Writing in a manner suited to the communicative context is anything but a no-brainer. The question becomes even more complicated if you have to write in a foreign language. When you don’t have a native English speaker readily available, proofreading software such as Grammarly can be a good solution. But can you really consider a technologically advanced programme like Grammarly as a valid substitute for the work of a professional proofreader? In this article we will explain when Grammarly is appropriate and when it’s best to rely on a professional in the sector to obtain a quality text.



Grammarly is an online platform that was launched in 2009 that allows to identify spelling, grammatical, stylistic and lexical errors in English texts. It also points out potential cases of plagiarism and offers alternative solutions to problems in the text. A free version is available as a mobile app or as an extension of Microsoft Office and various browsers, including Chrome, Safari and Firefox. The paid premium version offers a wide range of features (word suggestions, search for appropriate terms and expressions in over 16 million websites, plagiarism check, etc.). The effectiveness of a service like Grammarly lies in the fact that the software is highly customisable according to your needs: you can choose between the geographic variants of modern English (British, American, Australian or Canadian) and between different tones of voice (formal, informal, neutral).



It’s easy to understand the success of an automatic proofreader with these capabilities, especially if you consider its convenience: Grammarly lets you make ad hoc corrections for the type of text you intend to write, saving time and money compared to what you would invest to collaborate with a professional proofreader.

The intuitive use of Grammarly makes it particularly suitable for students and bloggers. Does this mean that you can entrust the correction of an English text you’ve written as a non-native English speaker to a platform like Grammarly and obtain a final product that does not need any revisions by a real person? Let’s go into a bit more detail to answer this question.




What aspects of a text can create problems for autocorrect software?


  • Passive voice

Academic and scientific English frequently uses passive verbs, which give the text a certain impersonality by shifting attention to the result of a certain action. However, most proofreading software tends to report the use of passive voice and favour the active form, and having to reject reports which include a number of these indications could be a waste of time for a scientific text writer.
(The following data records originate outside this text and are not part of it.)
use colored::Colorize;
use std::cell::RefCell;
use std::fmt;
use std::path::PathBuf;
use std::rc::Rc;

/// How loudly a diagnostic is surfaced to the operator.
#[derive(Debug, Clone, Copy, PartialEq, Eq)]
pub enum Severity {
    Info,
    Warning,
    Success,
    Error,
}

/// Progress events raised while a toolkit tree is walked.
#[derive(Debug, Clone, PartialEq, Eq)]
pub enum Diagnostic {
    /// A top-level tool folder is about to be resolved.
    Processing { tool: String },
    /// A folder without launchers is descended into.
    EnteringSubFolder { path: PathBuf },
    ArchiveExtracted { archive: PathBuf, destination: PathBuf },
    ArchiveSkipped { archive: PathBuf },
    /// Several executables and no override entry; the first one was taken.
    AmbiguousExecutables { tool: String, chosen: String, count: usize },
    /// The override entry matched none of the executables present.
    NoOverrideMatch { tool: String, folder: PathBuf },
    /// Several packaged applications; the first one was taken.
    AmbiguousPackages { tool: String, chosen: String, count: usize },
    LaunchTargetAdded { file: String },
    SectionWritten { category: String, path: PathBuf },
    InvalidRoot { path: PathBuf },
}

impl Diagnostic {
    /// The severity bucket this diagnostic belongs to.
    pub fn severity(&self) -> Severity {
        match self {
            Diagnostic::Processing { .. }
            | Diagnostic::ArchiveExtracted { .. }
            | Diagnostic::ArchiveSkipped { .. } => Severity::Info,
            Diagnostic::EnteringSubFolder { .. }
            | Diagnostic::AmbiguousExecutables { .. }
            | Diagnostic::NoOverrideMatch { .. }
            | Diagnostic::AmbiguousPackages { .. } => Severity::Warning,
            Diagnostic::LaunchTargetAdded { .. } | Diagnostic::SectionWritten { .. } => {
                Severity::Success
            }
            Diagnostic::InvalidRoot { .. } => Severity::Error,
        }
    }
}

impl fmt::Display for Diagnostic {
    fn fmt(&self, f: &mut fmt::Formatter<'_>) -> fmt::Result {
        match self {
            Diagnostic::Processing { tool } => write!(f, "[+] Process: {tool}"),
            Diagnostic::EnteringSubFolder { path } => {
                write!(f, "   [!] Iterate sub folder: \"{}\"", path.display())
            }
            Diagnostic::ArchiveExtracted {
                archive,
                destination,
            } => write!(
                f,
                "   [*] Unpacked: \"{}\" -> \"{}\"",
                archive.display(),
                destination.display()
            ),
            Diagnostic::ArchiveSkipped { archive } => {
                write!(f, "   [-] Keeping packed: \"{}\"", archive.display())
            }
            Diagnostic::AmbiguousExecutables { tool, chosen, count } => write!(
                f,
                "   [!!!] Find multiple exes ({count}) in {tool}. Grabbing the first: \"{chosen}\""
            ),
            Diagnostic::NoOverrideMatch { tool, folder } => write!(
                f,
                "   [!!!] None of the executables listed for {tool} exist in \"{}\"",
                folder.display()
            ),
            Diagnostic::AmbiguousPackages { tool, chosen, count } => write!(
                f,
                "   [!!!] Find multiple jars ({count}) in {tool}. Grabbing the first: \"{chosen}\""
            ),
            Diagnostic::LaunchTargetAdded { file } => write!(f, "   [*] Adding: \"{file}\""),
            Diagnostic::SectionWritten { category, path } => {
                write!(f, "[=] {category}: \"{}\"", path.display())
            }
            Diagnostic::InvalidRoot { path } => write!(
                f,
                "toolkit folder is not a valid folder: {}",
                path.display()
            ),
        }
    }
}

/// Receives the diagnostics raised during a run.
pub trait ProgressReporter {
    /// Handles one diagnostic as soon as it is raised.
    ///
    /// # Arguments
    /// * `diagnostic`: The event to surface. Its [`Diagnostic::severity`]
    ///   tells the implementation how loudly to do so.
    fn report(&self, diagnostic: Diagnostic);
}

/// Prints diagnostics to the console, colored by severity.
pub struct ConsoleReporter;

impl ConsoleReporter {
    pub fn new() -> Self {
        Self
    }

    /// Renders a diagnostic as a single colored console line.
    ///
    /// # Arguments
    /// * `diagnostic`: The event to render.
    ///
    /// # Returns
    /// A `String` holding the `Display` text of the diagnostic, painted
    /// yellow for info, magenta for warnings, green for successes and bold
    /// red for errors.
    fn format_diagnostic(&self, diagnostic: &Diagnostic) -> String {
        let text = diagnostic.to_string();
        match diagnostic.severity() {
            Severity::Info => text.yellow().to_string(),
            Severity::Warning => text.magenta().to_string(),
            Severity::Success => text.green().to_string(),
            Severity::Error => text.red().bold().to_string(),
        }
    }
}

impl Default for ConsoleReporter {
    fn default() -> Self {
        Self::new()
    }
}

impl ProgressReporter for ConsoleReporter {
    fn report(&self, diagnostic: Diagnostic) {
        if diagnostic.severity() == Severity::Error {
            eprintln!("{}", self.format_diagnostic(&diagnostic));
        } else {
            println!("{}", self.format_diagnostic(&diagnostic));
        }
    }
}

/// Keeps every diagnostic in memory. Clones share the same log, so a test
/// can hand one clone to the engine and inspect another afterwards.
#[derive(Clone, Default)]
pub struct MemoryReporter {
    events: Rc<RefCell<Vec<Diagnostic>>>,
}

impl MemoryReporter {
    pub fn new() -> Self {
        Self::default()
    }

    pub fn events(&self) -> Vec<Diagnostic> {
        self.events.borrow().clone()
    }

    pub fn count(&self, severity: Severity) -> usize {
        self.events
            .borrow()
            .iter()
            .filter(|d| d.severity() == severity)
            .count()
    }
}

impl ProgressReporter for MemoryReporter {
    fn report(&self, diagnostic: Diagnostic) {
        self.events.borrow_mut().push(diagnostic);
    }
}

#[cfg(test)]
mod tests {
    use super::*;

    #[test]
    fn test_severity_mapping() {
        let ambiguous = Diagnostic::AmbiguousExecutables {
            tool: "x".into(),
            chosen: "a.exe".into(),
            count: 2,
        };
        assert_eq!(ambiguous.severity(), Severity::Warning);
        assert_eq!(
            Diagnostic::LaunchTargetAdded { file: "a.exe".into() }.severity(),
            Severity::Success
        );
        assert_eq!(
            Diagnostic::Processing { tool: "x".into() }.severity(),
            Severity::Info
        );
    }

    #[test]
    fn test_display_keeps_console_markers() {
        assert_eq!(
            Diagnostic::Processing { tool: "DIE".into() }.to_string(),
            "[+] Process: DIE"
        );
        assert_eq!(
            Diagnostic::LaunchTargetAdded { file: "die.exe".into() }.to_string(),
            "   [*] Adding: \"die.exe\""
        );
    }

    #[test]
    fn test_memory_reporter_clones_share_events() {
        let reporter = MemoryReporter::new();
        let handle = reporter.clone();
        reporter.report(Diagnostic::Processing { tool: "a".into() });
        reporter.report(Diagnostic::LaunchTargetAdded { file: "a.exe".into() });

        assert_eq!(handle.events().len(), 2);
        assert_eq!(handle.count(Severity::Success), 1);
    }
}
  • Repetitiveness of periods

Structuring the sentences of a text in a repetitive manner is a common mistake for non-native English speakers, and can be easily solved by incorporating shorter sentences into longer ones or by using subordinate conjunctions. This kind of linguistic unevenness is difficult for autocorrect software to spot (especially if it does not contain repetitions of single words, or grammatical and spelling errors) but is immediately noted by experienced editors.


  • Missing articles and words

Sometimes while writing we forget to add or accidentally delete small parts of a sentence, or even skip them due to a lack of inattention. An automatic checker cannot detect something that’s not there, especially if it’s an article or a single word that does not change the meaning of the sentence.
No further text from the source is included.